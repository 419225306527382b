#![deny(
    clippy::all,
    clippy::cargo,
    clippy::nursery,
    clippy::must_use_candidate
)]
// now allow a few rules which are denied by the above's statement
#![allow(clippy::multiple_crate_versions)]
#![deny(missing_debug_implementations)]
#![deny(rustdoc::all)]

//! remote
//!
//! Command-line tool to attach/detach/list USB devices to/from a running
//! vxhcid instance.

use std::{
    os::unix::net::UnixStream,
    path::{Path, PathBuf},
};

use anyhow::{Context, Result};
use clap::{ArgAction, Parser};
use nusb::MaybeFuture;
use vxhcid::hotplug_protocol::{command::Command, device_paths::resolve_path, response::Response};

fn main() -> Result<()> {
    let args = Cli::parse();

    if let Some(path) = args.attach {
        let port = args
            .port
            .context("--attach requires --port naming the physical root-hub port")?;
        let response = attach(path.as_path(), port, args.socket.as_path())?;
        println!("{response:?}");
    } else if let Some(vec) = args.detach {
        // Safety: clap ensures that vec.len() == 2.
        let bus = vec[0];
        let port = vec[1];
        let response = detach(bus, port, args.socket.as_path())?;
        println!("{response:?}");
    } else if args.list {
        let devices = list_attached(args.socket.as_path())?;
        println!("Attached devices:");
        for (bus, port) in devices {
            println!("{bus}-{port}");
        }
    }

    Ok(())
}

fn attach(device_path: &Path, port: u8, socket_path: &Path) -> Result<Response> {
    let (bus, device_path) = resolve_path(device_path)
        .with_context(|| format!("Failed to resolve device path {device_path:?}"))?;

    let open_file = |err_msg: &str| {
        std::fs::OpenOptions::new()
            .read(true)
            .write(true)
            .open(&device_path)
            .with_context(|| err_msg.to_string())
    };

    let file = open_file("Failed to open USB device file")?;
    let device = nusb::Device::from_fd(file.into())
        .wait()
        .context("Failed to open nusb device")?;
    device.reset().wait().context("Failed to reset device")?;

    // After the reset, the device instance is no longer usable and we need
    // to reopen.
    let file = open_file("Failed to open USB device file after device reset")?;

    let command = Command::Attach { bus, port, fd: file };
    let mut socket = UnixStream::connect(socket_path).context("Failed to open socket")?;
    command
        .send_over_socket(&socket)
        .context("Failed to send attach command over the socket")?;

    let response = Response::receive_from_socket(&mut socket)
        .context("Failed to receive response over the socket")?;
    Ok(response)
}

fn detach(bus: u8, port: u8, socket_path: &Path) -> Result<Response> {
    let command = Command::Detach { bus, port };
    let mut socket = UnixStream::connect(socket_path).context("Failed to open socket")?;
    command
        .send_over_socket(&socket)
        .context("Failed to send detach command over the socket")?;

    let response = Response::receive_from_socket(&mut socket)
        .context("Failed to receive response over the socket")?;
    Ok(response)
}

fn list_attached(socket_path: &Path) -> Result<Vec<(u8, u8)>> {
    let mut socket = UnixStream::connect(socket_path).context("Failed to open socket")?;
    Command::List
        .send_over_socket(&socket)
        .context("Failed to send list command over the socket")?;

    let response = Response::receive_from_socket(&mut socket)
        .context("Failed to receive response over the socket")?;
    anyhow::ensure!(
        response == Response::ListFollowing,
        "unexpected response {response:?}"
    );
    response
        .receive_devices_list(&mut socket)
        .context("Failed to receive the device list")
}

#[derive(Parser, Debug)]
#[command(
    name = env!("CARGO_PKG_NAME"),
    version = env!("CARGO_PKG_VERSION"),
    author = env!("CARGO_PKG_AUTHORS"),
    about = env!("CARGO_PKG_DESCRIPTION"),
    long_about = None
)]
struct Cli {
    /// Path to the hot-plug socket that the vxhcid instance exposes.
    #[arg(long, value_name = "PATH")]
    socket: PathBuf,

    /// Attach the USB device to vxhcid. The path must point to a device
    /// in /dev/bus/usb. Requires --port.
    ///
    /// This option is mutually exclusive with --detach and --list.
    #[arg(
        long,
        value_name = "PATH",
        conflicts_with = "detach",
        conflicts_with = "list"
    )]
    attach: Option<PathBuf>,

    /// The physical root-hub port the attached device sits on. Must match
    /// a bus-port element of the daemon's controller configuration.
    #[arg(long)]
    port: Option<u8>,

    /// Detach the USB device from vxhcid. Specify the device with the bus
    /// number and the port number.
    ///
    /// This option is mutually exclusive with --attach and --list.
    #[arg(long, num_args = 2, conflicts_with = "attach", conflicts_with = "list")]
    detach: Option<Vec<u8>>,

    /// List the currently attached USB devices.
    ///
    /// This option is mutually exclusive with --attach and --detach.
    #[arg(long, action = ArgAction::SetTrue, conflicts_with = "attach", conflicts_with = "detach")]
    list: bool,
}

▶ _Your instructions_:
Look over the material and return every line where the word "exclusive" is found.

▶ _Exercise result_:
    /// This option is mutually exclusive with --detach and --list.
    /// This option is mutually exclusive with --attach and --list.
    /// This option is mutually exclusive with --attach and --detach.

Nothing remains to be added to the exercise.